2016 can go die in a fire

I hate to be overdramatic about a year.  But 2016 really has sucked in so many ways.  I think a lot of the cultural fuss about 2016 being awful is mostly a way of superstitiously convincing ourselves that it will magically stop on January 1st -- that no more celebrities will die, no more gorillas will get shot, and Trump will crawl back wherever he came from.

But really, the reason 2016 has been so awful isn't actually because it was immediately bad.  Rather, it's a year we came into with a lot of optimism, only to have our hopes dashed and the prospect of a grim future laid out ahead of us.  So looking to 2017 to save us isn't going to help.

I know that, personally, that's been the way 2016 has been for me.  2015 was a really hard year, but I had a great deal of confidence 2016 would be better -- that it would be the year I finally pulled out of the rut it was in and saw some improvement in my life.  I mean, look what I wrote one year ago!

However, it is slowly getting better.  I realized today that 2015 is the first calendar year since 2008 that I haven't been pregnant for any part of it.  If I can just keep plugging away, there will (hopefully) be a day when I can sleep through the night again.  When I can put a cartoon on for the kids and take a nap because all of them are old enough to be briefly unsupervised.  When I can count on some time to work on my own projects every day, and the energy to do it.  I'm dreaming of a day when thinking about my garden or my next novel doesn't make me overwhelmed and exhausted, but excited and ready to start.  It'll happen.


Just reading these words makes me feel kind of bitter.  I had such high hopes.  And for awhile it looked like things really were starting to get better.  Miriam got a little older; that helped.  And around April or May I started feeling alive again ... instead of struggling to stay awake all day and accomplish a few tiny things, I actually started feeling like doing stuff!  Probably it was my hormones returning to normal at last, which would be why I got pregnant that same month.

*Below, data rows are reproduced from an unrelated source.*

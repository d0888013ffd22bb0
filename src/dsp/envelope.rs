use crate::{instrument::EnvelopeParams, MAX_VOLUME};

/*
Tick-Driven ADSR Envelope
=========================

Tracker instruments shape their volume with a linear ADSR envelope that moves
once per sequencer tick (50 times a second), not once per audio sample. The
envelope never sees the sample rate: it only counts ticks.

Vocabulary
----------

  volume      Current envelope output, 0.0 to 64.0. The voice divides by 64
              when scaling audio, so 64 is full level.

  length      How many ticks a phase lasts. A zero-length attack or decay is
              skipped at note-on, so the first audible frame already has its
              level. A zero-length release completes on its first tick.

  level       The volume a phase heads towards: attack_level for Attack,
              decay_level for Decay, sustain_level while sustaining.

  elapsed     Ticks spent in the current phase. Reset on every transition.


The Shape
---------

  Volume
   64 ┐   ╱╲
      │  ╱  ╲_____________
   32 │ ╱                 ╲
      │╱                   ╲
    0 └──────────────────────→ ticks
       A   D      S        R

Each tick adds a fixed step:

    Attack   step = attack_level / attack_length
    Decay    step = (decay_level - attack_level) / decay_length
    Release  step = -sustain_level / release_length

A phase ends when the volume reaches its target OR when `elapsed` reaches the
phase length, whichever comes first. On the transition the volume snaps to the
exact target, so float rounding never leaves a phase a hair short.

Release subtracts a step computed from the sustain level, not from the volume
at note-off time. Releasing mid-attack therefore takes at most release_length
ticks and then drops to silence.


The State Machine
-----------------

    ┌─────┐ note_on ┌────────┐        ┌───────┐        ┌─────────┐
    │ Off │ ──────→ │ Attack │ ─────→ │ Decay │ ─────→ │ Sustain │
    └─────┘         └────────┘        └───────┘        └─────────┘
       ↑                 │ note_off       │ note_off      │ note_off, or
       │                 ↓                ↓               ↓ sustain_ticks
       │            ┌──────────────────────────────────────────┐
       └─────────── │                 Release                  │
          volume 0  └──────────────────────────────────────────┘

Sustain with `sustain_ticks == 0` holds until note-off. A non-zero value makes
the envelope release on its own after that many sustain ticks.
*/

/// The current phase of the envelope state machine.
#[derive(Debug, Clone, Copy, Default, PartialEq, Eq)]
pub enum EnvelopeState {
    #[default]
    Off,
    Attack,
    Decay,
    Sustain,
    Release,
}

/// Per-voice envelope runtime state. Parameters live in the instrument and are
/// passed to every tick, so live edits take effect on the next tick.
#[derive(Debug, Clone, Default)]
pub struct EnvelopeGenerator {
    state: EnvelopeState,
    volume: f32,
    elapsed: u32,
}

impl EnvelopeGenerator {
    pub fn new() -> Self {
        Self::default()
    }

    /// Starts the attack phase from silence. Zero-length attack and decay
    /// phases are applied immediately instead of waiting for the first tick.
    pub fn note_on(&mut self, params: &EnvelopeParams) {
        self.enter(EnvelopeState::Attack);
        self.volume = 0.0;
        if params.attack_length == 0 {
            self.volume = f32::from(params.attack_level.min(MAX_VOLUME));
            self.enter(EnvelopeState::Decay);
            if params.decay_length == 0 {
                self.volume = f32::from(params.decay_level.min(MAX_VOLUME));
                self.enter(EnvelopeState::Sustain);
            }
        }
    }

    /// Starts the release phase unless the envelope is off or already
    /// releasing.
    pub fn note_off(&mut self) {
        if matches!(
            self.state,
            EnvelopeState::Attack | EnvelopeState::Decay | EnvelopeState::Sustain
        ) {
            self.enter(EnvelopeState::Release);
        }
    }

    /// Restarts the attack from silence while a note is held. Released and
    /// silent envelopes are left alone so a looping sequence cannot revive
    /// them.
    pub fn retrigger(&mut self, params: &EnvelopeParams) {
        if matches!(
            self.state,
            EnvelopeState::Attack | EnvelopeState::Decay | EnvelopeState::Sustain
        ) {
            self.note_on(params);
        }
    }

    /// Silences immediately.
    pub fn force_off(&mut self) {
        self.enter(EnvelopeState::Off);
        self.volume = 0.0;
    }

    /// Advances one tick and returns the state after the step.
    pub fn tick(&mut self, params: &EnvelopeParams) -> EnvelopeState {
        if self.state == EnvelopeState::Off {
            return self.state;
        }

        self.elapsed = self.elapsed.saturating_add(1);

        match self.state {
            EnvelopeState::Off => {}

            EnvelopeState::Attack => {
                let target = f32::from(params.attack_level);
                let length = params.attack_length;
                if length == 0 {
                    self.volume = target;
                } else {
                    self.volume += target / f32::from(length);
                }
                if length == 0 || self.volume >= target || self.elapsed >= u32::from(length) {
                    self.volume = target;
                    self.enter(EnvelopeState::Decay);
                }
            }

            EnvelopeState::Decay => {
                let start = f32::from(params.attack_level);
                let target = f32::from(params.decay_level);
                let length = params.decay_length;
                let step = if length == 0 {
                    target - self.volume
                } else {
                    (target - start) / f32::from(length)
                };
                self.volume += step;
                let reached = if step <= 0.0 {
                    self.volume <= target
                } else {
                    self.volume >= target
                };
                if length == 0 || reached || self.elapsed >= u32::from(length) {
                    self.volume = target;
                    self.enter(EnvelopeState::Sustain);
                }
            }

            EnvelopeState::Sustain => {
                self.volume = f32::from(params.sustain_level);
                if params.sustain_ticks > 0 && self.elapsed >= u32::from(params.sustain_ticks) {
                    self.enter(EnvelopeState::Release);
                }
            }

            EnvelopeState::Release => {
                let length = params.release_length;
                if length > 0 {
                    self.volume -= f32::from(params.sustain_level) / f32::from(length);
                }
                if length == 0 || self.volume <= 0.0 || self.elapsed >= u32::from(length) {
                    self.force_off();
                }
            }
        }

        self.volume = self.volume.clamp(0.0, f32::from(MAX_VOLUME));
        self.state
    }

    fn enter(&mut self, state: EnvelopeState) {
        self.state = state;
        self.elapsed = 0;
    }

    /// Current volume, 0.0 to 64.0.
    pub fn volume(&self) -> f32 {
        self.volume
    }

    pub fn state(&self) -> EnvelopeState {
        self.state
    }

    pub fn is_active(&self) -> bool {
        self.state != EnvelopeState::Off
    }

    /// Back to `Off` with all counters cleared.
    pub fn reset(&mut self) {
        *self = Self::default();
    }
}

#[cfg(test)]
mod tests {
    use super::*;

    fn run(env: &mut EnvelopeGenerator, params: &EnvelopeParams, ticks: usize) -> Vec<f32> {
        (0..ticks)
            .map(|_| {
                env.tick(params);
                env.volume()
            })
            .collect()
    }

    #[test]
    fn attack_reaches_level_on_its_last_tick() {
        let params = EnvelopeParams::default();
        let mut env = EnvelopeGenerator::new();
        env.note_on(&params);

        let volumes = run(&mut env, &params, 4);
        assert_eq!(volumes, vec![16.0, 32.0, 48.0, 64.0]);
        assert_eq!(env.state(), EnvelopeState::Decay);
    }

    #[test]
    fn decay_settles_on_decay_level() {
        let params = EnvelopeParams::default();
        let mut env = EnvelopeGenerator::new();
        env.note_on(&params);
        run(&mut env, &params, 4);

        let volumes = run(&mut env, &params, 8);
        assert!(volumes.windows(2).all(|w| w[1] <= w[0]), "decay must not rise");
        assert_eq!(volumes[7], 32.0);
        assert_eq!(env.state(), EnvelopeState::Sustain);
    }

    #[test]
    fn zero_lengths_jump_instantly() {
        let params = EnvelopeParams::hold(40);
        let mut env = EnvelopeGenerator::new();
        env.note_on(&params);

        assert_eq!(env.volume(), 40.0);
        assert_eq!(env.state(), EnvelopeState::Sustain);
        env.tick(&params);
        assert_eq!(env.volume(), 40.0);
    }

    #[test]
    fn instant_attack_is_audible_before_the_first_tick() {
        let params = EnvelopeParams {
            attack_length: 0,
            attack_level: 64,
            ..EnvelopeParams::default()
        };
        let mut env = EnvelopeGenerator::new();
        env.note_on(&params);

        assert_eq!(env.volume(), 64.0);
        assert_eq!(env.state(), EnvelopeState::Decay);
    }

    #[test]
    fn release_from_attack_ends_within_release_length() {
        let params = EnvelopeParams::default();
        let mut env = EnvelopeGenerator::new();
        env.note_on(&params);
        run(&mut env, &params, 2);

        env.note_off();
        assert_eq!(env.state(), EnvelopeState::Release);
        let volumes = run(&mut env, &params, usize::from(params.release_length));
        assert!(volumes.windows(2).all(|w| w[1] <= w[0]), "release must not rise");
        assert_eq!(env.state(), EnvelopeState::Off);
        assert_eq!(env.volume(), 0.0);
    }

    #[test]
    fn zero_release_stops_on_next_tick() {
        let params = EnvelopeParams {
            release_length: 0,
            ..EnvelopeParams::default()
        };
        let mut env = EnvelopeGenerator::new();
        env.note_on(&params);
        env.note_off();
        env.tick(&params);
        assert!(!env.is_active());
    }

    #[test]
    fn sustain_ticks_release_automatically() {
        let params = EnvelopeParams {
            sustain_ticks: 3,
            ..EnvelopeParams::hold(64)
        };
        let mut env = EnvelopeGenerator::new();
        env.note_on(&params);
        run(&mut env, &params, 2);
        assert_eq!(env.state(), EnvelopeState::Sustain);

        run(&mut env, &params, 1);
        assert_eq!(env.state(), EnvelopeState::Release);
    }

    #[test]
    fn sustain_holds_without_note_off() {
        let params = EnvelopeParams::default();
        let mut env = EnvelopeGenerator::new();
        env.note_on(&params);
        run(&mut env, &params, 10_000);
        assert_eq!(env.state(), EnvelopeState::Sustain);
        assert_eq!(env.volume(), 32.0);
    }

    #[test]
    fn note_off_is_ignored_when_off() {
        let params = EnvelopeParams::default();
        let mut env = EnvelopeGenerator::new();
        env.note_off();
        assert_eq!(env.state(), EnvelopeState::Off);
        env.retrigger(&params);
        assert_eq!(env.state(), EnvelopeState::Off);
    }

    #[test]
    fn retrigger_does_not_revive_a_release() {
        let params = EnvelopeParams::default();
        let mut env = EnvelopeGenerator::new();
        env.note_on(&params);
        run(&mut env, &params, 20);
        env.note_off();
        env.tick(&params);
        env.retrigger(&params);
        assert_eq!(env.state(), EnvelopeState::Release);
    }

    #[test]
    fn rising_decay_moves_up_to_its_level() {
        let params = EnvelopeParams {
            attack_length: 0,
            attack_level: 16,
            decay_length: 4,
            decay_level: 48,
            ..EnvelopeParams::default()
        };
        let mut env = EnvelopeGenerator::new();
        env.note_on(&params);
        assert_eq!(env.volume(), 16.0);

        let volumes = run(&mut env, &params, 4);
        assert_eq!(volumes, vec![24.0, 32.0, 40.0, 48.0]);
        assert_eq!(env.state(), EnvelopeState::Sustain);
    }
}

If it hadn't been for that momentary improvement, maybe I wouldn't have minded so much.  But to have things get better, to remember how it felt to feel good, to be able to go places and do things again, to be doing well financially, to feel for a short time that I was actually doing well as a mother, and have that yanked out from under me?  That was what made it so horrible.

Objectively, this year has been less horrible than I might have feared.  Our move did set us back financially, but we were able to manage it better than we would have been able to a year or two before -- our frugality for the past five years paid off in our ability to make this happen.  This pregnancy has been unpleasant, but I don't think I've had any prenatal depression this time around.  The kids have struggled -- Marko quit making those amazing gains in schoolwork that he was doing last spring; Michael has returned to his baseline level of "could power a small city with his whining," Miriam has slept way worse -- but they're still doing better than they were when I was pregnant with Miriam, probably because I am taking better care of them than I was then.  And while the wonderfulness of John and I getting to spend time alone together from time to time, and having our room to ourselves, is ending soon, so far at least this pregnancy hasn't put a noticeable strain on our relationship.  We're a lot better at getting along than we were in the past, for one thing, and neither of us is horribly depressed.

Basically what has gotten me through this year has been asking myself the question, "What am I objectively suffering right now?"  And often, it isn't a whole lot.  Maybe I'm tired, or I'm achy, or my stomach's bothering me, but that isn't the source of most of my unhappiness.  My unhappiness is caused by worries about the future, and I can choose to set those aside as much as I can and focus on how, right now, things are okay.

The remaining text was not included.